Source data
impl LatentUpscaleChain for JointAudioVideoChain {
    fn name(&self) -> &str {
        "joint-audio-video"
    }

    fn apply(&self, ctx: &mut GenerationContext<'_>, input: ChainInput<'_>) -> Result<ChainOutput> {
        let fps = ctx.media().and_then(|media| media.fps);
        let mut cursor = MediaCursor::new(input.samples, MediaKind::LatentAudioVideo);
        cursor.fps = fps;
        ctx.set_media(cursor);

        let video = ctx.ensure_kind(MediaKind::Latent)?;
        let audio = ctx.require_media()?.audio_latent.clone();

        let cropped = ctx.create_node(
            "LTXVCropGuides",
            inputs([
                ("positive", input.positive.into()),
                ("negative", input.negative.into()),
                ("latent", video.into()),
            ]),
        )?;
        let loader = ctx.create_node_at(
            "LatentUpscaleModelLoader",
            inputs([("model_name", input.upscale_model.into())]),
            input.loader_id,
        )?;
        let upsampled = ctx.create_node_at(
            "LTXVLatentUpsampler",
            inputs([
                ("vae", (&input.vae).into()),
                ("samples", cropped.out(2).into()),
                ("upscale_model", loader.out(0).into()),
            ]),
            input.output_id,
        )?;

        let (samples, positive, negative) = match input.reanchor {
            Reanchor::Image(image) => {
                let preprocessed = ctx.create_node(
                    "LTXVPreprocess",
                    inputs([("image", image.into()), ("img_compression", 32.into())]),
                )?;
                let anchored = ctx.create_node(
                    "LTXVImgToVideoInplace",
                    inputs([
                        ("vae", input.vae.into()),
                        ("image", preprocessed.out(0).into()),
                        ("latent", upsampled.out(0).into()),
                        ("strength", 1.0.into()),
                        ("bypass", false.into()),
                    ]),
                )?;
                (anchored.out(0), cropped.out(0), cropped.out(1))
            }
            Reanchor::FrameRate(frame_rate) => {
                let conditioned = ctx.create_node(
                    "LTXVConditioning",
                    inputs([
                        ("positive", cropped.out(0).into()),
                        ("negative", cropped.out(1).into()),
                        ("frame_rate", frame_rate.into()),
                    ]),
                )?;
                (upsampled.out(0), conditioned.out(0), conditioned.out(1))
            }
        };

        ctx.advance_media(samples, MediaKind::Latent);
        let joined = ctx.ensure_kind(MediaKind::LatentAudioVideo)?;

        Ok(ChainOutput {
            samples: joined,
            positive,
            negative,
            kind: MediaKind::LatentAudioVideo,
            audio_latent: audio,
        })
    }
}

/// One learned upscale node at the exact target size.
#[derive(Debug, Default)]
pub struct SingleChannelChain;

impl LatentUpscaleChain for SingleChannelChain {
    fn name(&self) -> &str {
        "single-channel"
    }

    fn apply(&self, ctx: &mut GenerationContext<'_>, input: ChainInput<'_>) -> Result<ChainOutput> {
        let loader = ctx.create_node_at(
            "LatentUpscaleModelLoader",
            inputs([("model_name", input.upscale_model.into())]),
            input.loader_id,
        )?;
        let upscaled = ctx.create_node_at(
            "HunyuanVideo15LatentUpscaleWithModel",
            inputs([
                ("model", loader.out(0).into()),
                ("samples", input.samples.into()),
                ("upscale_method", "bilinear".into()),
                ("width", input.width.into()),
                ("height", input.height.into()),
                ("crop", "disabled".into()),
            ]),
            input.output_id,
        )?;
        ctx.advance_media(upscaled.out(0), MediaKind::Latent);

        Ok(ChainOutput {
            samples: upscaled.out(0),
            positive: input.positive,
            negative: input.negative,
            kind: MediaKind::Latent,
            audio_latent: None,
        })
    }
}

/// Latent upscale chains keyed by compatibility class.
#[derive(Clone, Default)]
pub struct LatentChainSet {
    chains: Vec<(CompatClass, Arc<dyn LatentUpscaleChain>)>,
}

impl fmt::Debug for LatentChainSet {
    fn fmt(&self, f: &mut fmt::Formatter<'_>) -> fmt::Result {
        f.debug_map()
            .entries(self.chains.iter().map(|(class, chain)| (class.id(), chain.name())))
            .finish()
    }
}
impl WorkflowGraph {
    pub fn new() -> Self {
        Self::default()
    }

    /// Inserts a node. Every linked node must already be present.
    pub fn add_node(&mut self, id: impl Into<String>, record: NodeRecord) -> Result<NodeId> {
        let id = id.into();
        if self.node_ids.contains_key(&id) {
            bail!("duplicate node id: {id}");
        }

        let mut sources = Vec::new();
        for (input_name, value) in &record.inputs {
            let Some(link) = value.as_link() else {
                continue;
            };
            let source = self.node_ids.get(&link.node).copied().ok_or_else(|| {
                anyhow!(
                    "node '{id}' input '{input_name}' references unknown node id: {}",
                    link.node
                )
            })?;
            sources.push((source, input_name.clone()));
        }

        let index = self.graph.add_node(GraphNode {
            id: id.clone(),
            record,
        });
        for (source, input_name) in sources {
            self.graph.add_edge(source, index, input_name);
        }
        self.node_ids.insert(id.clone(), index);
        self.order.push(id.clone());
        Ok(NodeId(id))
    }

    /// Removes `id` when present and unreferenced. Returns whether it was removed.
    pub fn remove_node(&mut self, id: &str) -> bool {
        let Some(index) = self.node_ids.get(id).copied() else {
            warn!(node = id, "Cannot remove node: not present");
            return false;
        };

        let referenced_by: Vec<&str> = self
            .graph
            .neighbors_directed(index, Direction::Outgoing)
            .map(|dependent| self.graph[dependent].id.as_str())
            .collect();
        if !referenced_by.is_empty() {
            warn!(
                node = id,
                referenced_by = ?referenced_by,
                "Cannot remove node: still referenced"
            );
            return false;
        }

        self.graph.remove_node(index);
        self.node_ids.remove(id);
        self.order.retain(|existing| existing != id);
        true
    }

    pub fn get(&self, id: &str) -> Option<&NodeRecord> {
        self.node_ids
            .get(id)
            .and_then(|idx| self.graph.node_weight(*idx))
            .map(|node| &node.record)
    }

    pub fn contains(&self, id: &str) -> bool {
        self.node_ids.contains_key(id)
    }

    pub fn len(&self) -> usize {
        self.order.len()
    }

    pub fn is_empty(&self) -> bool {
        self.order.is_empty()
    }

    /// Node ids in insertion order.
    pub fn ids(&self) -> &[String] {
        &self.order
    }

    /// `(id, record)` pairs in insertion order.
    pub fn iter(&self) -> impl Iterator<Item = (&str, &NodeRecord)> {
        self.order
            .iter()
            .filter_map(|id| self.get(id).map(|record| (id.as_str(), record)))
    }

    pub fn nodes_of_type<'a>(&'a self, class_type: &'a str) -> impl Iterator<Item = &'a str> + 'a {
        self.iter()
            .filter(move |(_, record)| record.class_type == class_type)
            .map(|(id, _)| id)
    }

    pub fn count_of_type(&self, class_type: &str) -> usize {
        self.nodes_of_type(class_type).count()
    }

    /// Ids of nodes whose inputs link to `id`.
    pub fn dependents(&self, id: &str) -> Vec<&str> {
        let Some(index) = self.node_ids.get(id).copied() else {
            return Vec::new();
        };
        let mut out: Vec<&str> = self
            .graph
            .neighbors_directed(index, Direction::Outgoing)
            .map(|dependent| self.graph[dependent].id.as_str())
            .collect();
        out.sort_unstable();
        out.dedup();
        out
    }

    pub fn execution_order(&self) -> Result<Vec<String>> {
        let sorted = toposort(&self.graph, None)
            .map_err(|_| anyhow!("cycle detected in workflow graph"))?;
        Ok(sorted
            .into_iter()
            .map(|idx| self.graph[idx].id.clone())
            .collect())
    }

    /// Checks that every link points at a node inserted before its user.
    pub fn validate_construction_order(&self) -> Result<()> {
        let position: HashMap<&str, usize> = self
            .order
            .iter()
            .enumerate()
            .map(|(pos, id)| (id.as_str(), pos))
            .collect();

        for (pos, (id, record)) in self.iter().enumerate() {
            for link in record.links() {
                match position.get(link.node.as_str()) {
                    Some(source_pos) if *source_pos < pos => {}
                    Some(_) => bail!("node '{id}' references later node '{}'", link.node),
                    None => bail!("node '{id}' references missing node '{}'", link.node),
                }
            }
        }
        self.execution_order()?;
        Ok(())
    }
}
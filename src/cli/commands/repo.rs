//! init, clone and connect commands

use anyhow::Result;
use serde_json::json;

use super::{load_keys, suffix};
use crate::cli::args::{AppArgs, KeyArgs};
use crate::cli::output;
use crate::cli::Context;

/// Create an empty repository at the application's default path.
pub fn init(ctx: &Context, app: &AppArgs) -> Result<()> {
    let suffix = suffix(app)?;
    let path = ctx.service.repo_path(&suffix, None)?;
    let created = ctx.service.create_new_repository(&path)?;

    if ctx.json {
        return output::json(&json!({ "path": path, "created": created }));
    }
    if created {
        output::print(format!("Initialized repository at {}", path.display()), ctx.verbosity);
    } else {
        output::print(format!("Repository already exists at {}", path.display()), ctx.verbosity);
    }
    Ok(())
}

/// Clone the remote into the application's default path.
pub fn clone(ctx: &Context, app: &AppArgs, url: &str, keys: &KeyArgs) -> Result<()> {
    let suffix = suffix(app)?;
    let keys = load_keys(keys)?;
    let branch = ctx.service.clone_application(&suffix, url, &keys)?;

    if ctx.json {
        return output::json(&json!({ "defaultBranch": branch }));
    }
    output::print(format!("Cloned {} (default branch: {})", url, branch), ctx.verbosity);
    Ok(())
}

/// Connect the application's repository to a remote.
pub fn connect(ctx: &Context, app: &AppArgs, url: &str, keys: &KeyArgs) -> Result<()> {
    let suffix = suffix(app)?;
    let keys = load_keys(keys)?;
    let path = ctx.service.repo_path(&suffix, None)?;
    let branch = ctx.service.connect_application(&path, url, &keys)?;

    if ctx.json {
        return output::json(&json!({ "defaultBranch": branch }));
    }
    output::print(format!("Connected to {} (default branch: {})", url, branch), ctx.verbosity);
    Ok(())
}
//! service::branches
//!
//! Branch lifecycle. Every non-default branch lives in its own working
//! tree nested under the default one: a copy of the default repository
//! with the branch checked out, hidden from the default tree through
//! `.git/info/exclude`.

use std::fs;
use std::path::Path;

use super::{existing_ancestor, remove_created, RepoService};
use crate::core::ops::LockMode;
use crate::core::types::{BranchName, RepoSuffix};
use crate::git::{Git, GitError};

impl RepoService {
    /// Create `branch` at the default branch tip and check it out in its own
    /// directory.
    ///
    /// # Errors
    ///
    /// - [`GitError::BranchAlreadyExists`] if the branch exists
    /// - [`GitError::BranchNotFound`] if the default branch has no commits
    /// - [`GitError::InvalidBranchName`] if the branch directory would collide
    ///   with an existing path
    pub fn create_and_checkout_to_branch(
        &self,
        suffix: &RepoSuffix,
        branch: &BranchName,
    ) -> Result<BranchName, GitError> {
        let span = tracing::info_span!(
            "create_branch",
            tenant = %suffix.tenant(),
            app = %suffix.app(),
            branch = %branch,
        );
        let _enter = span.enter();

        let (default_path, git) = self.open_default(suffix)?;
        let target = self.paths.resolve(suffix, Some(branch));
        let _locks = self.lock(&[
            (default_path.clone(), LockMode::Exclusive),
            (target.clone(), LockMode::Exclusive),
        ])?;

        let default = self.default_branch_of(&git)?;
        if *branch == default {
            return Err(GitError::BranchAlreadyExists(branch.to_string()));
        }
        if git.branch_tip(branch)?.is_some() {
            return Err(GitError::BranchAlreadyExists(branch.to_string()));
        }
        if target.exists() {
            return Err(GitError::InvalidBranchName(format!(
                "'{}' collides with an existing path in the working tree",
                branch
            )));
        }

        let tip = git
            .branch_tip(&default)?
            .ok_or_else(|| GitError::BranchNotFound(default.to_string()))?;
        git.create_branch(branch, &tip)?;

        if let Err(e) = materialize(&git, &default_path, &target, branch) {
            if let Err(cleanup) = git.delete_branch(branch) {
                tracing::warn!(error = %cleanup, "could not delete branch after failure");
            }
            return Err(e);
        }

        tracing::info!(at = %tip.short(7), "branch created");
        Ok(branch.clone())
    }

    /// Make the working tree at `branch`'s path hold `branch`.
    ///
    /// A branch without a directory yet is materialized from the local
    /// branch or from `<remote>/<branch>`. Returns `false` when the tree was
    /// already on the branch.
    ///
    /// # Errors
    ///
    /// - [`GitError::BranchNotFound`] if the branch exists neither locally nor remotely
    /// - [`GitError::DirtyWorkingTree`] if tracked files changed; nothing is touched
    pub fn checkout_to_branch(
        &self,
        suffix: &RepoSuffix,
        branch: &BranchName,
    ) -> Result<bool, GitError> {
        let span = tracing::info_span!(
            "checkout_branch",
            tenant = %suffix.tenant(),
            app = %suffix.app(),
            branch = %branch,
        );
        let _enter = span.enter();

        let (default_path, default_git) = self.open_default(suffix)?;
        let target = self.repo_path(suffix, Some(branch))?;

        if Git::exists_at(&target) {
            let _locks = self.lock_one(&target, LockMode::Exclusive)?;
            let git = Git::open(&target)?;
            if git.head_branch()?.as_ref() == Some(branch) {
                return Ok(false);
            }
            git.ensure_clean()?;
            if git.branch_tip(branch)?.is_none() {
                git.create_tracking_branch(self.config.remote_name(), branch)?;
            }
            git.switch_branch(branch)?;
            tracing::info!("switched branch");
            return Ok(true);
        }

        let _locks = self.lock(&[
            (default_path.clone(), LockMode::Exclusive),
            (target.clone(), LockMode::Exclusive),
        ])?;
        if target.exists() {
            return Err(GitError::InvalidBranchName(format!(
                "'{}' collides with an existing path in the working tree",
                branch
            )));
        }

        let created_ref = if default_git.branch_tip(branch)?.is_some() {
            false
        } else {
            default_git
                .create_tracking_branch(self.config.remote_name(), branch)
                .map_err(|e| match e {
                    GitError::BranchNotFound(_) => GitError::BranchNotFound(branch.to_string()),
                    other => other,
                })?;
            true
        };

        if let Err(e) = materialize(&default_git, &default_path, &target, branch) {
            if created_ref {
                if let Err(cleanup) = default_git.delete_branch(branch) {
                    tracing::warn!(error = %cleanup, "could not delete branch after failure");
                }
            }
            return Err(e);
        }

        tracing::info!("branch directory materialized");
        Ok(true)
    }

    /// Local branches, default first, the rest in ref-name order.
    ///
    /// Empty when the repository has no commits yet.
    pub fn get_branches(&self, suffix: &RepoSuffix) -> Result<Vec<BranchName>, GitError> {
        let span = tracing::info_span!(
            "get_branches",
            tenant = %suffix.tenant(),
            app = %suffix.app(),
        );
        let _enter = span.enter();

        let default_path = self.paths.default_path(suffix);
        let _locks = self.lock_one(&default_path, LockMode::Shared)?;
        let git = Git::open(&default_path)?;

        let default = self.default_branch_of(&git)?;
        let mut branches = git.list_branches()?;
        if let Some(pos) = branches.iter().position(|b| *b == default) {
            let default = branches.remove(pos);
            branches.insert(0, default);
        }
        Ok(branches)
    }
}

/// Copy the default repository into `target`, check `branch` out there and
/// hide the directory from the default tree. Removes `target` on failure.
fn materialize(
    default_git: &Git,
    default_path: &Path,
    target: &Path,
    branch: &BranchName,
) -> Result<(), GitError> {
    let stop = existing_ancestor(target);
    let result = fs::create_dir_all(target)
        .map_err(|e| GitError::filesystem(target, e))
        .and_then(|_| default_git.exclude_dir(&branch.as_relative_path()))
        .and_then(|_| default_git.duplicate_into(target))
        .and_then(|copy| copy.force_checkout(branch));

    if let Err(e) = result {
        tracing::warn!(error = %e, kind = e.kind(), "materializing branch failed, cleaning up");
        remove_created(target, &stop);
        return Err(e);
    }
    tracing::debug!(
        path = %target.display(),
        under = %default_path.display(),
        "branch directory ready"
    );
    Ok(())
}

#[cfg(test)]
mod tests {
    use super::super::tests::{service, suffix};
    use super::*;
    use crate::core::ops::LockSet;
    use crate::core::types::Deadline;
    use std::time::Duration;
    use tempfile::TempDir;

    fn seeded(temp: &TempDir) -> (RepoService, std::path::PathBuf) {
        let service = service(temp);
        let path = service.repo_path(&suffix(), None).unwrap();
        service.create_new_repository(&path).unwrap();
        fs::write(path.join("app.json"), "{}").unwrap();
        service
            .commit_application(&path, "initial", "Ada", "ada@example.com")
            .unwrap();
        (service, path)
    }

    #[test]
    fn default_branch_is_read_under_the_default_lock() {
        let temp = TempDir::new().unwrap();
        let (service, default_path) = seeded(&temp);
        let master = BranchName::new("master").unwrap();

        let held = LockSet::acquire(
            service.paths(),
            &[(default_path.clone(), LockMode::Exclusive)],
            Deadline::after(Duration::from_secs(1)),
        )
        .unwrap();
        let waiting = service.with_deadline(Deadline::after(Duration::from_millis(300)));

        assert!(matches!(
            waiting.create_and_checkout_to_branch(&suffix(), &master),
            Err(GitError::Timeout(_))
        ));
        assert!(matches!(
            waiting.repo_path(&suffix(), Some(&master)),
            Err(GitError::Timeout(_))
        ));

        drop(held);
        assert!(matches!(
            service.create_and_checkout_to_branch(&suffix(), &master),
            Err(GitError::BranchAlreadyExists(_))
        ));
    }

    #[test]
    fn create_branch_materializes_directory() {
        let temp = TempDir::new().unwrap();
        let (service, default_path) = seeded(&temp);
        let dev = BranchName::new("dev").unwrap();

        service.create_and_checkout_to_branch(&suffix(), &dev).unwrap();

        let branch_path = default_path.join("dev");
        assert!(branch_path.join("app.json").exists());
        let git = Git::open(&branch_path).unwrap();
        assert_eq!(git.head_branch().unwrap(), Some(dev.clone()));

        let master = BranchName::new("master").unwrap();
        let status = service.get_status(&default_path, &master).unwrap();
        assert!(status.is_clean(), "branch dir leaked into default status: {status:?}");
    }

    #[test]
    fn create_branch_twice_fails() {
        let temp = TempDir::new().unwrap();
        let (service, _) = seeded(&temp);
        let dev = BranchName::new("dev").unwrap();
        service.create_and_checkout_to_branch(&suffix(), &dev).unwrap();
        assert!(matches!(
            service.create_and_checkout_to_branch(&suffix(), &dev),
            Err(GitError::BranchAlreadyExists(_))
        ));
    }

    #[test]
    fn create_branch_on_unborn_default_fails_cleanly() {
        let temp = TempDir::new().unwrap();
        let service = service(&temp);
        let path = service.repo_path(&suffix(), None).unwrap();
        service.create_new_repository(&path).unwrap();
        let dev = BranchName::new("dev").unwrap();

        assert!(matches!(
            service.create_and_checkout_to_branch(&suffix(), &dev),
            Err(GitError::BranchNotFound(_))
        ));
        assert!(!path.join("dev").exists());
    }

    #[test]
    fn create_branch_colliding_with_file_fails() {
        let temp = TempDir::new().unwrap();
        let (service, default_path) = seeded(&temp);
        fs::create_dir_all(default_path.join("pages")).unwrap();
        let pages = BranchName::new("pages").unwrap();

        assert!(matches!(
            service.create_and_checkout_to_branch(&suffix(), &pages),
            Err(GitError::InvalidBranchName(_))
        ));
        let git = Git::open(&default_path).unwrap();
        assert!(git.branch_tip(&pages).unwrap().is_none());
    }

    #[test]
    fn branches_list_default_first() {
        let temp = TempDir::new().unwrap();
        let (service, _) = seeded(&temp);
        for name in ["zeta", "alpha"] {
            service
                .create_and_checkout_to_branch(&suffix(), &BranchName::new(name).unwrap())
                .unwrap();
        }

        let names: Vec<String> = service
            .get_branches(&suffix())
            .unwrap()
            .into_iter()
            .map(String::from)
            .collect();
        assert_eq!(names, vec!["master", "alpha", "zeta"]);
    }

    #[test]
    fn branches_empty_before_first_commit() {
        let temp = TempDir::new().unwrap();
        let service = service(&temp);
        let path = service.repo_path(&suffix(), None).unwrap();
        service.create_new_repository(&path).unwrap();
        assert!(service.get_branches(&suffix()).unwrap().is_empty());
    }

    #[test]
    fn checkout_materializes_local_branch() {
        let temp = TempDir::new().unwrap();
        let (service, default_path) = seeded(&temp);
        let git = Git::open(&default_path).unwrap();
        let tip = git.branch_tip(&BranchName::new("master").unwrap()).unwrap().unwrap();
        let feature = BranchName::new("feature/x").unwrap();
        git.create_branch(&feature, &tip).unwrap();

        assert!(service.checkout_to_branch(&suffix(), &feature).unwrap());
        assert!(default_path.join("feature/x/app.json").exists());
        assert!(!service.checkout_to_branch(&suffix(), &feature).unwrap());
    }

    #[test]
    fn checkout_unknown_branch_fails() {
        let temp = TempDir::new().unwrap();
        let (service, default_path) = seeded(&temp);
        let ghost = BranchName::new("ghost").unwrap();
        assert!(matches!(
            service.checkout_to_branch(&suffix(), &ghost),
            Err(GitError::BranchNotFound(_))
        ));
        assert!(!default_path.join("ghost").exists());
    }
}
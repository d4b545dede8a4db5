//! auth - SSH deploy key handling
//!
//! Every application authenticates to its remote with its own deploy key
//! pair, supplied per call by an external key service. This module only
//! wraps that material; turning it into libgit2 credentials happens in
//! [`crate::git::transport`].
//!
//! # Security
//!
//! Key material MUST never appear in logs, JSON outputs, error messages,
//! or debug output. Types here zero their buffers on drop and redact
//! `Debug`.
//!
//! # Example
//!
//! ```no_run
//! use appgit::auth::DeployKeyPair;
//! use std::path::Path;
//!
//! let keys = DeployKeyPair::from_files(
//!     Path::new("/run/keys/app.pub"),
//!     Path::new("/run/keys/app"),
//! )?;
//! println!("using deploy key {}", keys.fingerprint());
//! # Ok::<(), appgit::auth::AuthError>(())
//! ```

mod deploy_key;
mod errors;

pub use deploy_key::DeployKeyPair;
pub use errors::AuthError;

### WHAT THE EXERCISE ASKS
Keep only the lines from the one containing "pub use deploy_key::DeployKeyPair;" through the final line of the records, and transcribe them exactly.

### OUTPUT BELOW
pub use deploy_key::DeployKeyPair;
pub use errors::AuthError;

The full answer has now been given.